There is nothing wrong with having reverence for Bach
and his compeers - the music warrants it, but I abhor
the idea that such music can only be played in a
certain manner on period instruments.

My personal image of baroque music, specifically the
secular works, is that of a very free style and one
that encourages the performer to embelish on the
score. The classical and romantic periods may have
been more emotive and relaxed in content, but
generally the scores themselves seem far more strict
and the composers' intentions that much more apparent,
if not unavoidable.

Just as there is something to be gained from the
serious study of appropriate ornamentation and
"historical" performances, it is just as valid for
performers to bring something of themselves to the
music. I think this is something Gould did in spades,
and whilst there are some recordings of his that I
really can't abide, it is not a dislike that stems
from an inflexible attitude towards a particular
composer's music, but simply a matter of personal
taste.

Regards,

David

--- Elmer Elevator <bobmer.javanet@RCN.COM> wrote:
> Half the fun of being a Gould fan is all the
> fighting among the High and the
> Mighty over Gould's "wrong" interpretations. And I
> think that's half the
> contribution Gould made to classical music:
> Stretching the debate about how
> these compositions can be played.
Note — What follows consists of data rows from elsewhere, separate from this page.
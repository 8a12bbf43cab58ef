//! Health check handler.

use axum::response::IntoResponse;
use chrono::Utc;
use serde::Serialize;

use crate::response;

/// Health check payload.
#[derive(Debug, Serialize)]
pub struct HealthData {
    /// Always `true` while the service is up.
    pub ok: bool,
    /// Service name.
    pub service: String,
    /// Current server time, RFC 3339.
    pub timestamp: String,
}

/// Health check endpoint.
pub async fn health() -> impl IntoResponse {
    response::ok(HealthData {
        ok: true,
        service: "roadrater-backend".to_string(),
        timestamp: Utc::now().to_rfc3339(),
    })
}
//! User account types.

use chrono::{DateTime, Utc};
use serde::{Deserialize, Serialize};

/// A registered user.
///
/// The password is stored only as a salted hash and is never serialized
/// into API responses.
#[derive(Debug, Clone, Serialize, Deserialize, sqlx::FromRow)]
pub struct User {
    /// System-assigned identifier.
    pub id: i64,

    /// Unique username (8+ characters, alphanumeric).
    pub username: String,

    /// Salted password hash. Never exposed over the wire.
    #[serde(skip_serializing)]
    pub password_hash: String,

    /// When the user registered.
    pub created_at: DateTime<Utc>,
}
I think the
> experience of the critical
> reception of Gould's interpretations demonstrated,
> if nothing else, that
> with the passage of centuries, interpretive ideals
> become stultified and
> rigid and ossified and "Smithsonianized" -- the
> tendency is to regard the
> interpretation of these things as sacred museum
> pieces. And I think that
> slowly but inexorably works to classical music's
> detriment. As it grows more
> and more rigid and stratified with each generation's
> insistence on (often
> very arbitrary) rules, we forget that at one time
> all this music was new and
> thrilling and electrifying, and this music gets
> drained of those components.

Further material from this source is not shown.